* [WHAT THIS TASK INVOLVES]
For the records that follow, please set down exactly the lines between the one holding "assert_eq!(registry.count(), 4);" and the one holding "closed.close();", inclusive, and only those.
*** INFORMATION PROVIDED Section Begins ***
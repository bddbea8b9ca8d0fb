//! # Correlation Flow Tests
//!
//! Drive `LatencySampler` end to end against a `LoopbackSession`, so every
//! response is delivered from a thread other than the one waiting for it.

use std::sync::atomic::Ordering;
use std::sync::Arc;
use std::time::{Duration, Instant};

use latency_core::loopback::{acknowledge, reject};
use latency_core::{
    ClientOrderId, CorrelatingEventHandler, EventHandler, EventStore, LatencyError,
    LatencySampler, LoopbackSession, OrderTemplate, RequestCorrelator, SamplerConfig, Session,
    TransportError,
};
use venue_types::{
    fields, CorrelationId, Credentials, Element, Event, Message, MessageKind, Operation, Request,
    Side,
};

fn template() -> OrderTemplate {
    OrderTemplate {
        venue: "sim".to_string(),
        instrument: "BTC-USDT".to_string(),
        credentials: Credentials::new().with("API_KEY", "key-0123456789"),
        side: Side::Buy,
        quantity: "0.05".to_string(),
        limit_price: "100".to_string(),
        client_order_id: ClientOrderId::Generated,
    }
}

fn harness<F>(
    iterations: usize,
    responder: F,
) -> (Arc<EventStore>, Arc<LoopbackSession>, LatencySampler)
where
    F: FnMut(&Request) -> Vec<Event> + Send + 'static,
{
    let store = Arc::new(EventStore::new());
    let handler: Arc<dyn EventHandler> =
        Arc::new(CorrelatingEventHandler::new(Arc::clone(&store)));
    let session = Arc::new(LoopbackSession::spawn(handler, responder));
    let correlator = RequestCorrelator::new(
        Arc::clone(&session) as Arc<dyn Session>,
        Arc::clone(&store),
        Some(Duration::from_secs(5)),
    );
    let sampler = LatencySampler::new(
        correlator,
        template(),
        SamplerConfig {
            iterations,
            iteration_delay: Duration::ZERO,
        },
    );
    (store, session, sampler)
}

#[test]
fn test_order_id_extracted_and_cancel_sent() {
    let (store, session, sampler) = harness(1, |req| vec![acknowledge(req, "42")]);

    let sample = sampler.run_iteration(0).unwrap();

    assert_eq!(sample.order_id, "42");
    assert_eq!(session.sent(), 2);
    // Both entries were released after their phase.
    assert!(store.is_empty());
}

#[test]
fn test_cancel_carries_order_id_from_create() {
    let (_store, _session, sampler) = harness(1, |req: &Request| {
        if req.operation == Operation::CancelOrder {
            assert_eq!(req.param(fields::ORDER_ID), Some("order-7"));
            assert_eq!(req.correlation_id, CorrelationId::delete_order(0));
        } else {
            assert_eq!(req.correlation_id, CorrelationId::create_order(0));
            assert!(req.param(fields::CLIENT_ORDER_ID).is_some());
        }
        vec![acknowledge(req, "order-7")]
    });

    let sample = sampler.run_iteration(0).unwrap();
    assert_eq!(sample.order_id, "order-7");
}

#[test]
fn test_full_run_produces_report() {
    let mut next = 0u32;
    let (store, session, sampler) = harness(3, move |req: &Request| {
        if req.operation == Operation::CreateOrder {
            next += 1;
        }
        vec![acknowledge(req, &format!("order-{}", next))]
    });

    let mut seen = Vec::new();
    let report = sampler.run_with(|s| seen.push(s.iteration)).unwrap();

    assert_eq!(seen, vec![0, 1, 2]);
    assert_eq!(report.samples.len(), 3);
    assert_eq!(report.samples[2].order_id, "order-3");
    assert_eq!(report.create.count, 3);
    assert!(report.create.min <= report.create.max);
    assert_eq!(session.sent(), 6);
    assert!(store.is_empty());
}

#[test]
fn test_stale_events_do_not_leak_into_next_iteration() {
    let mut creates = 0u32;
    let (store, _session, sampler) = harness(2, move |req: &Request| {
        match req.operation {
            Operation::CreateOrder => {
                creates += 1;
                vec![acknowledge(req, &format!("order-{}", creates))]
            }
            // A late duplicate for the previous create arrives alongside the cancel ack.
            Operation::CancelOrder => {
                let stale = Event::response(vec![Message::new(MessageKind::CreateOrder)
                    .with_correlation_id(CorrelationId::create_order(0))
                    .with_element(Element::new().with(fields::ORDER_ID, "stale"))]);
                vec![stale, acknowledge(req, "")]
            }
        }
    });

    let report = sampler.run().unwrap();

    assert_eq!(report.samples[0].order_id, "order-1");
    assert_eq!(report.samples[1].order_id, "order-2");

    // Late responses for a released id are stored again and never evicted.
    assert_eq!(store.len(), 1);
    assert!(store.contains(&CorrelationId::create_order(0)));
    assert_eq!(store.stats().total_overwritten.load(Ordering::Relaxed), 1);
}

#[test]
fn test_missing_order_id_stops_before_cancel() {
    let (store, session, sampler) = harness(1, |req: &Request| {
        vec![Event::response(vec![Message::new(MessageKind::CreateOrder)
            .with_correlation_id(req.correlation_id.clone())
            .with_element(Element::new().with(fields::CLIENT_ORDER_ID, "client-1"))])]
    });

    let err = sampler.run().unwrap_err();

    match err {
        LatencyError::MissingOrderId {
            correlation_id,
            detail,
        } => {
            assert_eq!(correlation_id, CorrelationId::create_order(0));
            assert_eq!(detail, None);
        }
        other => panic!("expected MissingOrderId, got {:?}", other),
    }
    assert_eq!(session.sent(), 1);
    assert!(store.is_empty());
}

#[test]
fn test_rejected_create_reports_venue_reason() {
    let (_store, session, sampler) = harness(1, |req| vec![reject(req, "insufficient balance")]);

    let err = sampler.run().unwrap_err();

    assert!(err.to_string().contains("insufficient balance"));
    assert_eq!(session.sent(), 1);
}

#[test]
fn test_stopped_session_fails_without_waiting() {
    let (store, session, sampler) = harness(1, |req| vec![acknowledge(req, "42")]);
    session.stop();

    let start = Instant::now();
    let err = sampler.run().unwrap_err();

    assert!(matches!(
        err,
        LatencyError::Transport {
            source: TransportError::SessionStopped,
            ..
        }
    ));
    assert!(start.elapsed() < Duration::from_secs(1));
    assert!(store.is_empty());
}

#[test]
fn test_huge_iteration_count_fails_cleanly() {
    let (_store, session, sampler) = harness(usize::MAX, |req| vec![acknowledge(req, "42")]);
    session.stop();

    let err = sampler.run().unwrap_err();

    assert!(matches!(err, LatencyError::Transport { .. }));
    assert_eq!(session.sent(), 0);
}

#[test]
fn test_silent_venue_times_out() {
    let store = Arc::new(EventStore::new());
    let handler: Arc<dyn EventHandler> =
        Arc::new(CorrelatingEventHandler::new(Arc::clone(&store)));
    let session = Arc::new(LoopbackSession::spawn(handler, |_| Vec::new()));
    let correlator = RequestCorrelator::new(
        session as Arc<dyn Session>,
        Arc::clone(&store),
        Some(Duration::from_millis(30)),
    );
    let sampler = LatencySampler::new(correlator, template(), SamplerConfig::default());

    let err = sampler.run_iteration(4).unwrap_err();

    assert!(matches!(
        err,
        LatencyError::CorrelationTimeout { ref correlation_id, .. }
            if *correlation_id == CorrelationId::create_order(4)
    ));
}
// ============================================
// File: crates/kestrel-session/src/registry.rs
// ============================================
//! # Connection Registry
//!
//! ## Creation Reason
//! Connections are looked up by id from many tasks at once; the registry
//! owns them and enforces the connection limit and idle timeout.
//!
//! ## Main Functionality
//! - `ConnectionRegistry::insert`: register with limit and duplicate checks
//! - `get` / `get_or_error` / `remove`
//! - `cleanup_idle`: close and drop connections past the idle timeout
//!
//! ## ⚠️ Important Note for Next Developer
//! - Removal always closes the connection
//! - Never hold a map reference across an await
//! - `reserved` is the limit; do not check `len()` under an entry lock,
//!   it locks every shard
//!
//! ## Last Modified
//! v0.1.0 - Initial registry

use std::sync::atomic::{AtomicUsize, Ordering};
use std::sync::Arc;
use std::time::Duration;

use dashmap::mapref::entry::Entry;
use dashmap::DashMap;
use tracing::{debug, info};

use kestrel_common::ConnectionId;

use crate::connection::Connection;
use crate::error::{Result, SessionError};

/// All live connections of an endpoint.
pub struct ConnectionRegistry {
    connections: DashMap<ConnectionId, Arc<Connection>>,
    /// Slots taken, including inserts still in flight.
    reserved: AtomicUsize,
    max_connections: usize,
    idle_timeout: Duration,
}

impl ConnectionRegistry {
    #[must_use]
    pub fn new(max_connections: usize, idle_timeout: Duration) -> Self {
        Self {
            connections: DashMap::new(),
            reserved: AtomicUsize::new(0),
            max_connections,
            idle_timeout,
        }
    }

    /// Registers a connection under its id.
    ///
    /// # Errors
    /// - `ConnectionLimitReached` when the registry is full
    /// - `ConnectionExists` when the id is taken
    pub fn insert(&self, connection: Arc<Connection>) -> Result<Arc<Connection>> {
        let max = self.max_connections;
        self.reserved
            .fetch_update(Ordering::AcqRel, Ordering::Acquire, |n| (n < max).then_some(n + 1))
            .map_err(|_| SessionError::ConnectionLimitReached { limit: max })?;

        let id = connection.id();
        match self.connections.entry(id) {
            Entry::Occupied(_) => {
                self.reserved.fetch_sub(1, Ordering::AcqRel);
                return Err(SessionError::ConnectionExists(id));
            }
            Entry::Vacant(slot) => {
                slot.insert(Arc::clone(&connection));
            }
        }

        // Shard lock released; len() locks every shard.
        info!(
            connection_id = %id,
            perspective = %connection.perspective(),
            connections = self.connections.len(),
            "Connection registered"
        );
        Ok(connection)
    }

    #[must_use]
    pub fn get(&self, id: &ConnectionId) -> Option<Arc<Connection>> {
        self.connections.get(id).map(|r| Arc::clone(r.value()))
    }

    /// # Errors
    /// `ConnectionNotFound` if no connection has this id.
    pub fn get_or_error(&self, id: &ConnectionId) -> Result<Arc<Connection>> {
        self.get(id).ok_or(SessionError::ConnectionNotFound(*id))
    }

    /// Unregisters and closes a connection.
    pub fn remove(&self, id: &ConnectionId) -> Option<Arc<Connection>> {
        let removed = self.connections.remove(id).map(|(_, c)| c);

        if let Some(connection) = &removed {
            self.reserved.fetch_sub(1, Ordering::AcqRel);
            connection.close();
            info!(
                connection_id = %id,
                level = %connection.encryption_level(),
                age_ms = connection.age().as_millis(),
                "Connection removed"
            );
        }

        removed
    }

    #[must_use]
    pub fn count(&self) -> usize {
        self.connections.len()
    }

    #[must_use]
    pub fn is_empty(&self) -> bool {
        self.connections.is_empty()
    }

    #[must_use]
    pub const fn max_connections(&self) -> usize {
        self.max_connections
    }

    /// Removes connections idle past the timeout, and closed ones.
    pub fn cleanup_idle(&self) -> Vec<ConnectionId> {
        let expired: Vec<ConnectionId> = self
            .connections
            .iter()
            .filter(|entry| {
                let connection = entry.value();
                connection.is_closed() || connection.is_idle(self.idle_timeout)
            })
            .map(|entry| *entry.key())
            .collect();

        for id in &expired {
            debug!(connection_id = %id, "Connection expired");
            self.remove(id);
        }

        if !expired.is_empty() {
            info!("Cleaned up {} idle connections", expired.len());
        }

        expired
    }

    /// Closes and removes every connection.
    pub fn close_all(&self) -> usize {
        let ids: Vec<ConnectionId> = self.connections.iter().map(|e| *e.key()).collect();
        for id in &ids {
            self.remove(id);
        }
        ids.len()
    }

    #[must_use]
    pub fn all_connections(&self) -> Vec<Arc<Connection>> {
        self.connections.iter().map(|r| Arc::clone(r.value())).collect()
    }
}

impl std::fmt::Debug for ConnectionRegistry {
    fn fmt(&self, f: &mut std::fmt::Formatter<'_>) -> std::fmt::Result {
        f.debug_struct("ConnectionRegistry")
            .field("connections", &self.count())
            .field("max_connections", &self.max_connections)
            .field("idle_timeout", &self.idle_timeout)
            .finish()
    }
}

#[cfg(test)]
mod tests {
    use kestrel_common::Perspective;
    use kestrel_core::{CryptoSetupConfig, EncryptionLevel};

    use super::*;

    fn connection() -> Arc<Connection> {
        Arc::new(Connection::new(
            ConnectionId::generate(),
            Perspective::Server,
            CryptoSetupConfig::default(),
        ))
    }

    #[test]
    fn test_insert_and_lookup() {
        let registry = ConnectionRegistry::new(4, Duration::from_secs(60));
        let conn = registry.insert(connection()).unwrap();

        assert_eq!(registry.count(), 1);
        assert!(Arc::ptr_eq(&registry.get(&conn.id()).unwrap(), &conn));
        assert!(registry.get_or_error(&conn.id()).is_ok());
        assert!(matches!(
            registry.get_or_error(&ConnectionId::generate()),
            Err(SessionError::ConnectionNotFound(_))
        ));
    }

    #[test]
    fn test_duplicate_id_rejected() {
        let registry = ConnectionRegistry::new(4, Duration::from_secs(60));
        let conn = registry.insert(connection()).unwrap();
        let twin = Arc::new(Connection::new(
            conn.id(),
            Perspective::Server,
            CryptoSetupConfig::default(),
        ));
        assert!(matches!(
            registry.insert(twin),
            Err(SessionError::ConnectionExists(_))
        ));
        assert_eq!(registry.count(), 1);
    }

    #[test]
    fn test_limit_enforced() {
        let registry = ConnectionRegistry::new(2, Duration::from_secs(60));
        registry.insert(connection()).unwrap();
        registry.insert(connection()).unwrap();
        assert!(matches!(
            registry.insert(connection()),
            Err(SessionError::ConnectionLimitReached { limit: 2 })
        ));
    }

    #[test]
    fn test_limit_holds_under_concurrent_inserts() {
        let registry = ConnectionRegistry::new(4, Duration::from_secs(60));
        let barrier = std::sync::Barrier::new(16);

        let accepted = std::thread::scope(|s| {
            let handles: Vec<_> = (0..16)
                .map(|_| {
                    s.spawn(|| {
                        barrier.wait();
                        registry.insert(connection()).is_ok()
                    })
                })
                .collect();
            handles
                .into_iter()
                .map(|h| h.join().unwrap())
                .filter(|ok| *ok)
                .count()
        });

        assert_eq!(accepted, 4);
        assert_eq!(registry.count(), 4);
    }

    #[test]
    fn test_rejected_and_removed_free_their_slot() {
        let registry = ConnectionRegistry::new(2, Duration::from_secs(60));
        let conn = registry.insert(connection()).unwrap();
        let twin = Arc::new(Connection::new(
            conn.id(),
            Perspective::Server,
            CryptoSetupConfig::default(),
        ));
        assert!(matches!(
            registry.insert(twin),
            Err(SessionError::ConnectionExists(_))
        ));

        let second = registry.insert(connection()).unwrap();
        assert!(registry.insert(connection()).is_err());

        registry.remove(&second.id()).unwrap();
        registry.insert(connection()).unwrap();
        assert_eq!(registry.count(), 2);
    }

    #[test]
    fn test_remove_closes() {
        let registry = ConnectionRegistry::new(4, Duration::from_secs(60));
        let conn = registry.insert(connection()).unwrap();

        let removed = registry.remove(&conn.id()).unwrap();
        assert!(removed.is_closed());
        assert!(registry.is_empty());
        assert!(registry.remove(&conn.id()).is_none());
    }

    #[test]
    fn test_cleanup_idle() {
        let registry = ConnectionRegistry::new(4, Duration::from_millis(20));
        let stale = registry.insert(connection()).unwrap();
        let closed = registry.insert(connection()).unwrap();
        closed.close();

        std::thread::sleep(Duration::from_millis(40));
        let fresh = registry.insert(connection()).unwrap();
        fresh
            .seal_packet(b"keepalive", EncryptionLevel::Unspecified)
            .unwrap();

        let mut expired = registry.cleanup_idle();
        expired.sort();
        let mut expected = vec![stale.id(), closed.id()];
        expected.sort();
        assert_eq!(expired, expected);
        assert!(stale.is_closed());
        assert_eq!(registry.count(), 1);
        assert!(registry.get(&fresh.id()).is_some());
    }

    #[test]
    fn test_close_all() {
        let registry = ConnectionRegistry::new(4, Duration::from_secs(60));
        let a = registry.insert(connection()).unwrap();
        registry.insert(connection()).unwrap();

        assert_eq!(registry.close_all(), 2);
        assert!(registry.is_empty());
        assert!(a.is_closed());
    }
}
*** INFORMATION PROVIDED Section Ends ***
* [RESULT FOR THIS TASK]
        assert_eq!(registry.count(), 4);
    }

    #[test]
    fn test_rejected_and_removed_free_their_slot() {
        let registry = ConnectionRegistry::new(2, Duration::from_secs(60));
        let conn = registry.insert(connection()).unwrap();
        let twin = Arc::new(Connection::new(
            conn.id(),
            Perspective::Server,
            CryptoSetupConfig::default(),
        ));
        assert!(matches!(
            registry.insert(twin),
            Err(SessionError::ConnectionExists(_))
        ));

        let second = registry.insert(connection()).unwrap();
        assert!(registry.insert(connection()).is_err());

        registry.remove(&second.id()).unwrap();
        registry.insert(connection()).unwrap();
        assert_eq!(registry.count(), 2);
    }

    #[test]
    fn test_remove_closes() {
        let registry = ConnectionRegistry::new(4, Duration::from_secs(60));
        let conn = registry.insert(connection()).unwrap();

        let removed = registry.remove(&conn.id()).unwrap();
        assert!(removed.is_closed());
        assert!(registry.is_empty());
        assert!(registry.remove(&conn.id()).is_none());
    }

    #[test]
    fn test_cleanup_idle() {
        let registry = ConnectionRegistry::new(4, Duration::from_millis(20));
        let stale = registry.insert(connection()).unwrap();
        let closed = registry.insert(connection()).unwrap();
        closed.close();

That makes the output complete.